Updated on: 26 Nov, 2024 02:35 PM

Over the last few years, digital currencies and assets such as NFTs (non-fungible tokens) have gained popularity around the world. With the launch of cryptocurrency exchanges, trading in these assets has expanded dramatically.

Cryptocurrency or digital asset has altered the playing field for investors and businesses all around the world. The first cryptocurrency, Bitcoin, arose as the aftermath of the 2008 financial crisis. It was the first blockchain-based cryptocurrency, and it revolutionized the way people thought about money. After that, a lot of cryptocurrencies have come into existence, and in India, the market is growing at a rapid pace.

The Budget 2022 came with clarity on the taxation of cryptocurrencies. Before the year 2022, there was no tax applicable to cryptocurrencies. However, the updates in 2022 and 2023 consist of provisions regarding their taxation and reporting in ITR. So, in this guide, let’s explore the fundamentals of cryptocurrency and its taxation in India.

What is Cryptocurrency?

The term "cryptocurrency" refers to a type of digital asset or currency that can be used to buy goods and services. The term is called so because the transactions are highly encrypted, ensuring that they are safe. Unlike traditional currencies, which are regulated and controlled by a central body, it is decentralized.

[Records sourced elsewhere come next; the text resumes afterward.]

//! Configuration loading functionality.
//!
//! This module provides the [`ConfigLoader`] type for loading the shift
//! policy from a YAML file.

use std::fs;
use std::path::Path;

use crate::error::{TimeclockError, TimeclockResult};

use super::types::ShiftPolicy;

/// Loads and provides access to the shift policy.
///
/// # Directory Structure
///
/// ```text
/// config/
/// └── policy.yaml   # Lateness thresholds and break rules
/// ```
///
/// # Example
///
/// ```no_run
/// use shift_timeclock::config::ConfigLoader;
///
/// let loader = ConfigLoader::load("./config")?;
/// assert!(loader.policy().breaks.supplemental_daily_quota > 0);
/// # Ok::<(), shift_timeclock::error::TimeclockError>(())
/// ```
#[derive(Debug, Clone, Default)]
pub struct ConfigLoader {
    policy: ShiftPolicy,
}

impl ConfigLoader {
    /// Loads `policy.yaml` from the specified directory.
    ///
    /// Returns `ConfigNotFound` if the file is missing and
    /// `ConfigParseError` if it is not valid YAML or its thresholds are
    /// inconsistent.
    pub fn load<P: AsRef<Path>>(path: P) -> TimeclockResult<Self> {
        let policy_path = path.as_ref().join("policy.yaml");
        let path_str = policy_path.display().to_string();

        let content = fs::read_to_string(&policy_path).map_err(|_| {
            TimeclockError::ConfigNotFound {
                path: path_str.clone(),
            }
        })?;

        Self::from_yaml(&path_str, &content)
    }

    /// Parses a policy from YAML text. `source` is only used in error messages.
    pub fn from_yaml(source: &str, content: &str) -> TimeclockResult<Self> {
        let policy: ShiftPolicy =
            serde_yaml::from_str(content).map_err(|e| TimeclockError::ConfigParseError {
                path: source.to_string(),
                message: e.to_string(),
            })?;

        Self::validate(source, &policy)?;
        Ok(Self { policy })
    }

    /// Wraps an already-built policy.
    pub fn from_policy(policy: ShiftPolicy) -> Self {
        Self { policy }
    }

    /// Returns the loaded policy.
    pub fn policy(&self) -> &ShiftPolicy {
        &self.policy
    }

    fn validate(source: &str, policy: &ShiftPolicy) -> TimeclockResult<()> {
        let invalid = |message: &str| TimeclockError::ConfigParseError {
            path: source.to_string(),
            message: message.to_string(),
        };

        if policy.lateness.significant_delay_minutes < 0 {
            return Err(invalid("significant_delay_minutes must not be negative"));
        }
        if policy.lateness.major_absence_minutes <= policy.lateness.significant_delay_minutes {
            return Err(invalid(
                "major_absence_minutes must be greater than significant_delay_minutes",
            ));
        }
        if policy.breaks.mandatory_trigger_minutes < 0 {
            return Err(invalid("mandatory_trigger_minutes must not be negative"));
        }
        Ok(())
    }
}
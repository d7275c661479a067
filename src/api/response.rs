//! Response types for the Shift Timeclock Engine API.
//!
//! This module defines the error body returned by every endpoint and the
//! mapping from [`TimeclockError`] to HTTP status codes.

use axum::{
    Json,
    http::{StatusCode, header},
    response::{IntoResponse, Response},
};
use serde::{Deserialize, Serialize};

use crate::error::TimeclockError;

/// API error response structure.
#[derive(Debug, Clone, Serialize, Deserialize)]
pub struct ApiError {
    /// Error code for programmatic handling.
    pub code: String,
    /// Human-readable error message.
    pub message: String,
    /// Optional details about the error.
    #[serde(skip_serializing_if = "Option::is_none")]
    pub details: Option<String>,
}

impl ApiError {
    /// Creates a new API error.
    pub fn new(code: impl Into<String>, message: impl Into<String>) -> Self {
        Self {
            code: code.into(),
            message: message.into(),
            details: None,
        }
    }

    /// Creates a new API error with details.
    pub fn with_details(
        code: impl Into<String>,
        message: impl Into<String>,
        details: impl Into<String>,
    ) -> Self {
        Self {
            code: code.into(),
            message: message.into(),
            details: Some(details.into()),
        }
    }

    /// Creates a validation error response.
    pub fn validation_error(message: impl Into<String>) -> Self {
        Self::new("VALIDATION_ERROR", message)
    }

    /// Creates a malformed JSON error response.
    pub fn malformed_json(message: impl Into<String>) -> Self {
        Self::new("MALFORMED_JSON", message)
    }
}

/// API error with HTTP status code.
#[derive(Debug)]
pub struct ApiErrorResponse {
    /// The HTTP status code.
    pub status: StatusCode,
    /// The error body.
    pub error: ApiError,
}

impl ApiErrorResponse {
    /// A `400 Bad Request` carrying the given body.
    pub fn bad_request(error: ApiError) -> Self {
        Self {
            status: StatusCode::BAD_REQUEST,
            error,
        }
    }
}

impl IntoResponse for ApiErrorResponse {
    fn into_response(self) -> Response {
        (
            self.status,
            [(header::CONTENT_TYPE, "application/json")],
            Json(self.error),
        )
            .into_response()
    }
}

impl From<TimeclockError> for ApiErrorResponse {
    fn from(error: TimeclockError) -> Self {
        let message = error.to_string();
        let (status, code, details) = match &error {
            TimeclockError::StateConflict { .. } => (
                StatusCode::CONFLICT,
                "STATE_CONFLICT",
                "The action is not valid in the shift's current state",
            ),
            TimeclockError::DuplicateActiveShift { .. } => (
                StatusCode::CONFLICT,
                "DUPLICATE_ACTIVE_SHIFT",
                "Finish the running shift before starting another one on the same day",
            ),
            TimeclockError::AlreadyFinished { .. } => (
                StatusCode::CONFLICT,
                "ALREADY_FINISHED",
                "Finished shifts cannot be modified",
            ),
            TimeclockError::BreakNotAllowed { .. } => (
                StatusCode::CONFLICT,
                "BREAK_NOT_ALLOWED",
                "The break policy does not allow this break right now",
            ),
            TimeclockError::NoOpenBreak { .. } => (
                StatusCode::CONFLICT,
                "NO_OPEN_BREAK",
                "Only a paused shift can be resumed",
            ),
            TimeclockError::NotContiguous { .. } => (
                StatusCode::CONFLICT,
                "NOT_CONTIGUOUS",
                "Automatic handoff requires the next shift to start when the current one ends",
            ),
            TimeclockError::ShiftNotFound { .. } => (
                StatusCode::NOT_FOUND,
                "SHIFT_NOT_FOUND",
                "No shift exists with this ID",
            ),
            TimeclockError::EmployeeNotFound { .. } => (
                StatusCode::NOT_FOUND,
                "EMPLOYEE_NOT_FOUND",
                "No employee exists with this ID",
            ),
            TimeclockError::InvalidShift { .. } => (
                StatusCode::BAD_REQUEST,
                "INVALID_SHIFT",
                "The shift data contains invalid information",
            ),
            TimeclockError::ConfigNotFound { .. } | TimeclockError::ConfigParseError { .. } => (
                StatusCode::INTERNAL_SERVER_ERROR,
                "CONFIG_ERROR",
                "The shift policy could not be loaded",
            ),
        };

        ApiErrorResponse {
            status,
            error: ApiError::with_details(code, message, details),
        }
    }
}
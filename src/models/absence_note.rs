//! Absence note model.
//!
//! An absence note is the justification record attached to a shift when the
//! employee clocked in far too late. There is at most one per shift.

use chrono::NaiveDateTime;
use serde::{Deserialize, Serialize};

/// Review status of an absence note.
#[derive(Debug, Clone, Copy, PartialEq, Eq, Serialize, Deserialize)]
#[serde(rename_all = "snake_case")]
pub enum AbsenceNoteStatus {
    /// Awaiting HR review.
    Pending,
    /// Accepted by HR. Lateness checks no longer apply to the shift.
    Approved,
    /// Refused by HR.
    Rejected,
}

/// A justification record for a late or missed shift.
#[derive(Debug, Clone, PartialEq, Serialize, Deserialize)]
pub struct AbsenceNote {
    /// Unique identifier for the note.
    pub id: String,
    /// The shift the note justifies.
    pub shift_id: String,
    /// Review status.
    pub status: AbsenceNoteStatus,
    /// Why the note exists.
    pub reason: String,
    /// When the note was created.
    pub created_at: NaiveDateTime,
}

impl AbsenceNote {
    /// Returns true once HR has approved the note.
    pub fn is_approved(&self) -> bool {
        self.status == AbsenceNoteStatus::Approved
    }
}
//! Request types for the Shift Timeclock Engine API.

use serde::{Deserialize, Serialize};

use crate::models::GeoLocation;
use crate::services::ShiftAction;

/// Request body for `POST /shifts/{shift_id}/actions`.
///
/// The caller's IP and user agent are not part of the body; they are read
/// from the `X-Forwarded-For` and `User-Agent` headers.
#[derive(Debug, Clone, Serialize, Deserialize)]
pub struct ActionRequest {
    /// The action to perform.
    pub action: ShiftAction,
    /// Where the device was when the action was taken.
    pub location: GeoLocation,
    /// The acting user. Defaults to the shift's employee.
    #[serde(default)]
    pub user_id: Option<String>,
}
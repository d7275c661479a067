//! Ports to the collaborators the engine consumes but does not own.
//!
//! The engine reads the current time through [`Clock`], publishes lateness
//! events through [`EventSink`], and resolves employees and contracts through
//! [`EmployeeDirectory`]. Each port ships with a production adapter and an
//! in-memory adapter for tests.

mod clock;
mod directory;
mod events;

pub use clock::{Clock, FixedClock, SystemClock};
pub use directory::{EmployeeDirectory, InMemoryEmployeeDirectory};
pub use events::{EventSink, InMemoryEventSink, TracingEventSink};
//! Shift services: clocking, breaks, lateness and automatic transitions.
//!
//! Every service is synchronous and performs one atomic store operation per
//! call. The only asynchronous work is running queued transition jobs; see
//! [`crate::jobs`].

mod breaks;
mod clock;
mod controller;
mod lateness;
mod transition;

pub use breaks::BreakManager;
pub use clock::ClockService;
pub use controller::{EmployeeStatus, ShiftAction, ShiftController, ShiftSummary};
pub use lateness::{LatenessDetector, LatenessOutcome};
pub use transition::{TransitionHandler, TransitionOutcome, TransitionScheduler};

#[cfg(test)]
pub(crate) mod test_support {
    use std::sync::Arc;

    use chrono::NaiveDateTime;

    use crate::config::ShiftPolicy;
    use crate::jobs::InMemoryJobQueue;
    use crate::models::{Employee, GeoLocation, NetworkInfo, PunchMetadata, Shift};
    use crate::ports::{FixedClock, InMemoryEmployeeDirectory, InMemoryEventSink};
    use crate::store::{InMemoryShiftStore, ShiftStore};

    use super::ShiftController;

    pub(crate) fn at(time_str: &str) -> NaiveDateTime {
        NaiveDateTime::parse_from_str(&format!("2026-01-15 {}", time_str), "%Y-%m-%d %H:%M:%S")
            .unwrap()
    }

    pub(crate) fn user_punch() -> PunchMetadata {
        PunchMetadata::user(
            "emp_001",
            GeoLocation {
                latitude: 40.4168,
                longitude: -3.7038,
            },
            NetworkInfo {
                ip: Some("10.0.0.7".to_string()),
                user_agent: Some("kiosk/1.0".to_string()),
            },
        )
    }

    /// All collaborators in memory, with a controller wired on top.
    pub(crate) struct Harness {
        pub store: InMemoryShiftStore,
        pub clock: FixedClock,
        pub events: InMemoryEventSink,
        pub queue: InMemoryJobQueue,
        pub controller: ShiftController,
    }

    impl Harness {
        pub(crate) fn new(now: &str) -> Self {
            Self::with_policy(now, ShiftPolicy::default())
        }

        pub(crate) fn with_policy(now: &str, policy: ShiftPolicy) -> Self {
            let store = InMemoryShiftStore::new();
            let clock = FixedClock::new(at(now));
            let events = InMemoryEventSink::new();
            let queue = InMemoryJobQueue::new();
            let directory = InMemoryEmployeeDirectory::new();
            directory.insert(Employee {
                id: "emp_001".to_string(),
                name: "Ana".to_string(),
                contract_ids: vec!["contract_001".to_string()],
            });

            let controller = ShiftController::new(
                Arc::new(store.clone()),
                Arc::new(directory),
                Arc::new(clock.clone()),
                Arc::new(events.clone()),
                Arc::new(queue.clone()),
                policy,
            );

            Self {
                store,
                clock,
                events,
                queue,
                controller,
            }
        }

        pub(crate) fn schedule(&self, id: &str, start: &str, end: &str) -> Shift {
            self.store
                .insert_shift(Shift::scheduled(
                    id,
                    "contract_001",
                    "emp_001",
                    at(start),
                    at(end),
                ))
                .unwrap()
        }

        pub(crate) fn now(&self, time_str: &str) {
            self.clock.set(at(time_str));
        }
    }
}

The cryptocurrency market is worth a massive $1.7 trillion. Currently, there are over 17,000 cryptocurrencies listed on the exchanges, and this figure is constantly on the rise. However, in India, it has primarily remained controversial since its inception due to its decentralized nature, which means it operates without the use of any intermediaries such as banks, financial organizations, or central agencies.


Is Crypto Taxed in India?

Yes, cryptocurrency is liable to tax in India. In the 2022 budget, new rules related to the taxation of cryptocurrencies have been introduced.

Flat 30% Tax on Profits:
Since FY 2022-23, a flat 30% tax is levied on crypto gains, irrespective of your income bracket. Profits are taxed equally, with no differentiation between short-term and long-term gains. The new ITR forms now include Schedule - Virtual Digital Assets (VDA) for reporting crypto/NFT-related gains.

TDS at 1%:
A 1% TDS applies to transactions exceeding ₹10,000 (or ₹50,000 in specific cases) in a financial year. This is automatically deducted by the exchange during transactions, eliminating extra paperwork.

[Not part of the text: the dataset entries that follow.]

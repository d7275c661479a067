//! Persistence of shifts, breaks and absence notes.
//!
//! The [`ShiftStore`] is the only component that writes shift records. Every
//! mutation that carries an invariant (shift exclusivity, lifecycle guards,
//! one absence note per shift) is a single atomic operation on the store, so
//! two near-simultaneous requests cannot both succeed.

mod memory;

use chrono::{NaiveDate, NaiveDateTime};

use crate::error::TimeclockResult;
use crate::models::{
    AbsenceNote, AbsenceNoteStatus, Break, PunchMetadata, Shift, StatusOverride,
};

pub use memory::InMemoryShiftStore;

/// Storage for shift records.
pub trait ShiftStore: Send + Sync {
    /// Persists a newly scheduled shift.
    ///
    /// Fails with `InvalidShift` if the ID is taken, the shift is not pending,
    /// or its scheduled end is not after its scheduled start.
    fn insert_shift(&self, shift: Shift) -> TimeclockResult<Shift>;

    /// Loads a shift by ID, failing with `ShiftNotFound`.
    fn get_shift(&self, shift_id: &str) -> TimeclockResult<Shift>;

    /// All shifts of an employee on a calendar day, ordered by scheduled start.
    fn shifts_for_employee_on(&self, employee_id: &str, date: NaiveDate) -> Vec<Shift>;

    /// The same employee's pending shift that starts exactly when `shift` is
    /// scheduled to end. Ties go to the lowest ID.
    fn find_successor(&self, shift: &Shift) -> Option<Shift>;

    /// Supplemental breaks of a shift, oldest first.
    fn breaks_for_shift(&self, shift_id: &str) -> Vec<Break>;

    /// Number of supplemental breaks an employee has started on a calendar day.
    fn supplemental_breaks_on(&self, employee_id: &str, date: NaiveDate) -> usize;

    /// Clocks a pending shift in.
    ///
    /// The exclusivity check and the write happen atomically: fails with
    /// `DuplicateActiveShift` if another shift of the same employee on the
    /// same day is active or paused, and with `StateConflict` if the shift is
    /// not pending.
    fn clock_in(
        &self,
        shift_id: &str,
        at: NaiveDateTime,
        punch: PunchMetadata,
    ) -> TimeclockResult<Shift>;

    /// Clocks a running shift out, closing any open break at the same instant.
    ///
    /// Fails with `AlreadyFinished` for finished shifts and `StateConflict`
    /// for shifts never started.
    fn clock_out(
        &self,
        shift_id: &str,
        at: NaiveDateTime,
        punch: PunchMetadata,
    ) -> TimeclockResult<Shift>;

    /// Starts the shift's mandatory break and pauses it.
    fn open_mandatory_break(
        &self,
        shift_id: &str,
        at: NaiveDateTime,
        punch: PunchMetadata,
    ) -> TimeclockResult<Shift>;

    /// Creates a supplemental break and pauses the shift.
    fn open_supplemental_break(
        &self,
        shift_id: &str,
        at: NaiveDateTime,
        punch: PunchMetadata,
    ) -> TimeclockResult<(Shift, Break)>;

    /// Closes the open mandatory break, or else the latest open supplemental
    /// break, and reactivates the shift. Fails with `NoOpenBreak`.
    fn close_open_break(
        &self,
        shift_id: &str,
        at: NaiveDateTime,
        punch: PunchMetadata,
    ) -> TimeclockResult<Shift>;

    /// The shift's absence note, if one exists.
    fn absence_note_for(&self, shift_id: &str) -> Option<AbsenceNote>;

    /// Creates a pending absence note unless the shift already has one.
    ///
    /// Returns the note and whether it was created by this call.
    fn create_absence_note_if_absent(
        &self,
        shift_id: &str,
        reason: String,
        at: NaiveDateTime,
    ) -> TimeclockResult<(AbsenceNote, bool)>;

    /// Records an HR review decision on the shift's absence note.
    fn set_absence_note_status(
        &self,
        shift_id: &str,
        status: AbsenceNoteStatus,
    ) -> TimeclockResult<AbsenceNote>;

    /// Sets or clears the shift's manual status override.
    fn set_status_override(
        &self,
        shift_id: &str,
        status_override: Option<StatusOverride>,
    ) -> TimeclockResult<Shift>;
}
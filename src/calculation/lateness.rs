//! Clock-in delay classification.
//!
//! The delay is the whole number of minutes between the scheduled start and
//! the actual clock-in, never negative. It is classified against the
//! [`LatenessPolicy`] thresholds; both thresholds are exclusive, so a delay
//! of exactly 15 minutes is still on time and exactly 60 is still only a
//! significant delay.

use chrono::NaiveDateTime;
use serde::{Deserialize, Serialize};

use crate::config::LatenessPolicy;

/// How late a clock-in was.
#[derive(Debug, Clone, Copy, PartialEq, Eq, Serialize, Deserialize)]
#[serde(rename_all = "snake_case")]
pub enum DelayClass {
    /// At or below the significant-delay threshold.
    OnTime,
    /// Above the significant-delay threshold, at or below the major one.
    SignificantDelay,
    /// Above the major-absence threshold.
    MajorAbsence,
}

/// Minutes between scheduled start and clock-in, clamped to zero.
///
/// # Examples
///
/// ```
/// use shift_timeclock::calculation::delay_minutes;
/// use chrono::NaiveDateTime;
///
/// let at = |t: &str| NaiveDateTime::parse_from_str(&format!("2026-01-15 {t}"), "%Y-%m-%d %H:%M:%S").unwrap();
///
/// assert_eq!(delay_minutes(at("09:00:00"), at("09:45:00")), 45);
/// assert_eq!(delay_minutes(at("09:00:00"), at("08:50:00")), 0);
/// ```
pub fn delay_minutes(scheduled_start: NaiveDateTime, clock_in: NaiveDateTime) -> i64 {
    (clock_in - scheduled_start).num_minutes().max(0)
}

/// Classifies a delay against the policy thresholds.
pub fn classify_delay(delay_minutes: i64, policy: &LatenessPolicy) -> DelayClass {
    if delay_minutes > policy.major_absence_minutes {
        DelayClass::MajorAbsence
    } else if delay_minutes > policy.significant_delay_minutes {
        DelayClass::SignificantDelay
    } else {
        DelayClass::OnTime
    }
}
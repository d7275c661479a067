//! Pure calculations for the Shift Timeclock Engine.
//!
//! This module contains the read-only statistics engine (worked and remaining
//! time) and the clock-in delay classification used by the lateness detector.

mod lateness;
mod worked_time;

pub use lateness::{DelayClass, classify_delay, delay_minutes};
pub use worked_time::{
    ShiftStatistics, compute_statistics, remaining_time, total_worked_time, worked_hours,
};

Whether you’re a private investor, a trader, or simply receiving crypto as a gift, every transfer and transaction may be taxed. Additionally, crypto gifts, mining, staking rewards, and airdrops are all considered taxable.No deduction is allowed except for the cost of acquisition.


How do I invest in cryptocurrency?

You'll need a "wallet" that can store your cryptocurrency to buy cryptocurrencies. In addition, you need to ensure that KYC is successfully done in the account to be eligible to purchase cryptocurrency. In general, you open an account on a cryptocurrency exchange and then verify it, and use real money to purchase cryptocurrencies like Bitcoin or Ethereum.

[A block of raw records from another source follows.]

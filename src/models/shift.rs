//! Shift model and related types.
//!
//! This module defines the [`Shift`] aggregate, its lifecycle [`ShiftState`],
//! and the supplemental [`Break`] records that hang off a shift.

use std::fmt;

use chrono::{Duration, NaiveDate, NaiveDateTime};
use serde::{Deserialize, Serialize};

use super::PunchMetadata;

/// The lifecycle state of a shift.
///
/// `Pending → Active → Paused ⇄ Active → Finished`. `Finished` is terminal.
#[derive(Debug, Clone, Copy, PartialEq, Eq, Hash, Serialize, Deserialize)]
#[serde(rename_all = "snake_case")]
pub enum ShiftState {
    /// Scheduled but not yet clocked in.
    Pending,
    /// Clocked in and working.
    Active,
    /// Clocked in and on a break.
    Paused,
    /// Clocked out.
    Finished,
}

impl ShiftState {
    /// Returns true while the shift has been clocked in but not clocked out.
    pub fn is_running(self) -> bool {
        matches!(self, ShiftState::Active | ShiftState::Paused)
    }
}

impl fmt::Display for ShiftState {
    fn fmt(&self, f: &mut fmt::Formatter<'_>) -> fmt::Result {
        let name = match self {
            ShiftState::Pending => "pending",
            ShiftState::Active => "active",
            ShiftState::Paused => "paused",
            ShiftState::Finished => "finished",
        };
        f.write_str(name)
    }
}

/// A manual HR decision that overrides the computed shift outcome.
#[derive(Debug, Clone, Copy, PartialEq, Eq, Serialize, Deserialize)]
#[serde(rename_all = "snake_case")]
pub enum StatusOverride {
    /// The absence or lateness has been justified.
    Justified,
    /// The shift is recorded as absenteeism.
    Absenteeism,
}

/// A supplemental break taken during a shift.
///
/// The mandatory break lives on the [`Shift`] itself; every other break is
/// recorded as one of these child rows.
#[derive(Debug, Clone, PartialEq, Serialize, Deserialize)]
pub struct Break {
    /// Unique identifier for the break.
    pub id: String,
    /// The shift this break belongs to.
    pub shift_id: String,
    /// When the break started.
    pub start: NaiveDateTime,
    /// When the break ended, if it has.
    #[serde(default)]
    pub end: Option<NaiveDateTime>,
    /// Metadata captured when the break started.
    pub start_punch: PunchMetadata,
    /// Metadata captured when the break ended.
    #[serde(default)]
    pub end_punch: Option<PunchMetadata>,
}

impl Break {
    /// Returns true if the break has not been closed yet.
    pub fn is_open(&self) -> bool {
        self.end.is_none()
    }
}

/// Represents one scheduled work interval with actual clock events layered on top.
#[derive(Debug, Clone, PartialEq, Serialize, Deserialize)]
pub struct Shift {
    /// Unique identifier for the shift.
    pub id: String,
    /// The contract this shift is worked under.
    pub contract_id: String,
    /// The employee holding the contract.
    pub employee_id: String,
    /// When the shift is scheduled to start.
    pub scheduled_start: NaiveDateTime,
    /// When the shift is scheduled to end.
    pub scheduled_end: NaiveDateTime,
    /// The current lifecycle state.
    pub state: ShiftState,
    /// Actual clock-in time.
    #[serde(default)]
    pub clock_in: Option<NaiveDateTime>,
    /// Actual clock-out time.
    #[serde(default)]
    pub clock_out: Option<NaiveDateTime>,
    /// Start of the mandatory break.
    #[serde(default)]
    pub break_start: Option<NaiveDateTime>,
    /// End of the mandatory break.
    #[serde(default)]
    pub break_end: Option<NaiveDateTime>,
    /// Metadata captured at clock-in.
    #[serde(default)]
    pub clock_in_punch: Option<PunchMetadata>,
    /// Metadata captured at clock-out.
    #[serde(default)]
    pub clock_out_punch: Option<PunchMetadata>,
    /// Metadata captured when the mandatory break started.
    #[serde(default)]
    pub break_start_punch: Option<PunchMetadata>,
    /// Metadata captured when the mandatory break ended.
    #[serde(default)]
    pub break_end_punch: Option<PunchMetadata>,
    /// Free-text notes.
    #[serde(default)]
    pub notes: Option<String>,
    /// Manual status override set by HR.
    #[serde(default)]
    pub status_override: Option<StatusOverride>,
}

impl Shift {
    /// Creates a new pending shift with no clock events.
    ///
    /// # Examples
    ///
    /// ```
    /// use shift_timeclock::models::{Shift, ShiftState};
    /// use chrono::NaiveDateTime;
    ///
    /// let shift = Shift::scheduled(
    ///     "shift_001",
    ///     "contract_001",
    ///     "emp_001",
    ///     NaiveDateTime::parse_from_str("2026-01-15 09:00:00", "%Y-%m-%d %H:%M:%S").unwrap(),
    ///     NaiveDateTime::parse_from_str("2026-01-15 13:00:00", "%Y-%m-%d %H:%M:%S").unwrap(),
    /// );
    /// assert_eq!(shift.state, ShiftState::Pending);
    /// assert_eq!(shift.scheduled_duration().num_hours(), 4);
    /// ```
    pub fn scheduled(
        id: impl Into<String>,
        contract_id: impl Into<String>,
        employee_id: impl Into<String>,
        scheduled_start: NaiveDateTime,
        scheduled_end: NaiveDateTime,
    ) -> Self {
        Self {
            id: id.into(),
            contract_id: contract_id.into(),
            employee_id: employee_id.into(),
            scheduled_start,
            scheduled_end,
            state: ShiftState::Pending,
            clock_in: None,
            clock_out: None,
            break_start: None,
            break_end: None,
            clock_in_punch: None,
            clock_out_punch: None,
            break_start_punch: None,
            break_end_punch: None,
            notes: None,
            status_override: None,
        }
    }

    /// The calendar day the shift belongs to, taken from its scheduled start.
    pub fn date(&self) -> NaiveDate {
        self.scheduled_start.date()
    }

    /// Length of the scheduled interval.
    pub fn scheduled_duration(&self) -> Duration {
        self.scheduled_end - self.scheduled_start
    }

    /// Returns true once the mandatory break has been started at least once.
    pub fn mandatory_break_taken(&self) -> bool {
        self.break_start.is_some()
    }

    /// Returns true while the mandatory break is in progress.
    pub fn has_open_mandatory_break(&self) -> bool {
        self.break_start.is_some() && self.break_end.is_none()
    }

    /// Returns true if `next` starts exactly when this shift is scheduled to end.
    pub fn is_contiguous_with(&self, next: &Shift) -> bool {
        self.scheduled_end == next.scheduled_start
    }
}

#[cfg(test)]
mod tests {
    use super::*;

    fn make_datetime(date_str: &str, time_str: &str) -> NaiveDateTime {
        NaiveDateTime::parse_from_str(&format!("{} {}", date_str, time_str), "%Y-%m-%d %H:%M:%S")
            .unwrap()
    }

    fn morning_shift() -> Shift {
        Shift::scheduled(
            "shift_001",
            "contract_001",
            "emp_001",
            make_datetime("2026-01-15", "09:00:00"),
            make_datetime("2026-01-15", "13:00:00"),
        )
    }

    #[test]
    fn test_scheduled_shift_starts_pending() {
        let shift = morning_shift();
        assert_eq!(shift.state, ShiftState::Pending);
        assert!(shift.clock_in.is_none());
        assert!(!shift.mandatory_break_taken());
    }

    #[test]
    fn test_date_comes_from_scheduled_start() {
        let shift = Shift::scheduled(
            "night",
            "contract_001",
            "emp_001",
            make_datetime("2026-01-15", "22:00:00"),
            make_datetime("2026-01-16", "06:00:00"),
        );
        assert_eq!(shift.date(), NaiveDate::from_ymd_opt(2026, 1, 15).unwrap());
        assert_eq!(shift.scheduled_duration(), Duration::hours(8));
    }

    #[test]
    fn test_contiguous_shifts() {
        let morning = morning_shift();
        let afternoon = Shift::scheduled(
            "shift_002",
            "contract_001",
            "emp_001",
            make_datetime("2026-01-15", "13:00:00"),
            make_datetime("2026-01-15", "17:00:00"),
        );
        let late = Shift::scheduled(
            "shift_003",
            "contract_001",
            "emp_001",
            make_datetime("2026-01-15", "13:01:00"),
            make_datetime("2026-01-15", "17:00:00"),
        );

        assert!(morning.is_contiguous_with(&afternoon));
        assert!(!morning.is_contiguous_with(&late));
        assert!(!afternoon.is_contiguous_with(&morning));
    }

    #[test]
    fn test_open_mandatory_break() {
        let mut shift = morning_shift();
        shift.break_start = Some(make_datetime("2026-01-15", "11:00:00"));
        assert!(shift.has_open_mandatory_break());

        shift.break_end = Some(make_datetime("2026-01-15", "11:30:00"));
        assert!(!shift.has_open_mandatory_break());
        assert!(shift.mandatory_break_taken());
    }

    #[test]
    fn test_running_states() {
        assert!(!ShiftState::Pending.is_running());
        assert!(ShiftState::Active.is_running());
        assert!(ShiftState::Paused.is_running());
        assert!(!ShiftState::Finished.is_running());
    }

    #[test]
    fn test_shift_state_serializes_snake_case() {
        assert_eq!(
            serde_json::to_string(&ShiftState::Finished).unwrap(),
            "\"finished\""
        );
        assert_eq!(ShiftState::Paused.to_string(), "paused");
    }

    #[test]
    fn test_shift_deserialization_defaults_optional_fields() {
        let json = r#"{
            "id": "shift_001",
            "contract_id": "contract_001",
            "employee_id": "emp_001",
            "scheduled_start": "2026-01-15T09:00:00",
            "scheduled_end": "2026-01-15T13:00:00",
            "state": "pending"
        }"#;

        let shift: Shift = serde_json::from_str(json).unwrap();
        assert_eq!(shift, morning_shift());
    }
}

How is Cryptocurrency Taxed in India?

Cryptocurrencies are classified as Virtual digital assets and are subject to tax in India. Here’s how they are taxed -

  • The gains from trading cryptocurrencies are subject to tax at 30% (plus 4% cess) as per section 115BBH.
  • Any transfer of crypto assets on or after 1 July 2022 for an amount of Rs.50000 or Rs.10,000 in some cases is subject to a Tax deducted at source (TDS) at 1% under section 194S.
  • The transfer of crypto assets during a year by investors, either private or commercial, is subject to crypto tax.
  • The tax rate on short-term and long-term gains is the same, and it applies to all types of incomes.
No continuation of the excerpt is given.